BEGIN Excerpted records

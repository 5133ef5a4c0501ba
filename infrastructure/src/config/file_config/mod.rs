//! Raw TOML configuration data types
//!
//! These structs represent the exact structure of the TOML config file.
//! They are deserialized directly and converted to domain/adapter types on
//! demand.

mod api;
mod chat;
mod logging;

pub use api::FileApiConfig;
pub use chat::FileChatConfig;
pub use logging::FileLoggingConfig;

use serde::{Deserialize, Serialize};
use std::fmt;

/// Complete file configuration (raw TOML structure)
#[derive(Debug, Clone, Default, PartialEq, Serialize, Deserialize)]
#[serde(default)]
pub struct FileConfig {
    /// Inference service connection
    pub api: FileApiConfig,
    /// Request defaults
    pub chat: FileChatConfig,
    /// Conversation event log
    pub logging: FileLoggingConfig,
}

/// One problem found by [`FileConfig::validate`].
#[derive(Debug, Clone, PartialEq, Eq)]
pub struct ConfigIssue {
    pub field: &'static str,
    pub message: String,
}

impl fmt::Display for ConfigIssue {
    fn fmt(&self, f: &mut fmt::Formatter<'_>) -> fmt::Result {
        write!(f, "{}: {}", self.field, self.message)
    }
}

impl FileConfig {
    /// Validate the entire configuration, returning all detected issues.
    pub fn validate(&self) -> Vec<ConfigIssue> {
        let mut issues = Vec::new();

        let base = self.api.base_url.trim();
        if !(base.starts_with("http://") || base.starts_with("https://")) {
            issues.push(ConfigIssue {
                field: "api.base_url",
                message: format!("'{}' must start with http:// or https://", self.api.base_url),
            });
        }
        if self.api.connect_timeout_secs == 0 {
            issues.push(ConfigIssue {
                field: "api.connect_timeout_secs",
                message: "cannot be 0".to_string(),
            });
        }
        if let Err(message) = self.chat.to_send_options().validate() {
            issues.push(ConfigIssue {
                field: "chat",
                message,
            });
        }

        issues
    }
}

END Excerpted records

* How to complete this task *
Search the lines above for the string "derive" and copy each line that has it.

* Solved problem *
#[derive(Debug, Clone, Default, PartialEq, Serialize, Deserialize)]
#[derive(Debug, Clone, PartialEq, Eq)]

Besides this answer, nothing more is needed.